YOUR INSTRUCTIONS ::
The first line of the entries below, the line containing "logs in once", and every line between them should be repeated exactly, and nothing else.

━━━ PROVIDED DATA ━━━

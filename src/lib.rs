//! Bridge between Dyson Pure Link purifiers and a home-automation host.
//!
//! ```text
//! cloud ──► persistence ──► device ◄──► mqtt
//!                              │
//!                           protocol
//! ```
//!
//! [`cloud`] logs in once and yields the local credentials of each device,
//! [`persistence`] keeps them (and a pending login) across restarts,
//! [`device`] owns one device's state and talks to it through [`mqtt`], and
//! [`protocol`] translates the vendor JSON in both directions.

pub mod cloud;
pub mod config;
pub mod device;
pub mod mqtt;
pub mod persistence;
pub mod protocol;
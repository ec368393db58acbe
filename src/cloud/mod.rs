//! # Cloud Account
//!
//! Logs into the vendor cloud with an emailed one-time code and reads the
//! local MQTT credentials of every device on the account.
//!
//! ```text
//! cloud/
//! ├── client.rs    - Typestate HTTP client, one method per login step
//! ├── flow.rs      - Login spread over two runs, driven by the stored challenge
//! ├── selection.rs - Picks the configured device out of the account
//! ├── local_credentials.rs - Decrypts the broker password from the manifest
//! ├── models.rs    - Credentials, challenge, session and wire DTOs
//! └── error.rs     - CloudError
//! ```
//!
//! The cloud is only contacted when the store has no devices yet. After a
//! successful login the bridge runs entirely on the local network.

pub mod client;
pub mod error;
pub mod flow;
pub mod local_credentials;
pub mod models;
pub mod selection;

pub use client::{CloudAuthClient, CloudSettings};
pub use error::CloudError;
pub use flow::{AuthFlow, AuthProgress};
pub use models::{AccountSession, ChallengeState, DeviceCredential};
pub use selection::select_device;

━━━

YOUR SOLUTION ::
filename src/lib.rs
//! Bridge between Dyson Pure Link purifiers and a home-automation host.
//!
//! ```text
//! cloud ──► persistence ──► device ◄──► mqtt
//!                              │
//!                           protocol
//! ```
//!
//! [`cloud`] logs in once and yields the local credentials of each device,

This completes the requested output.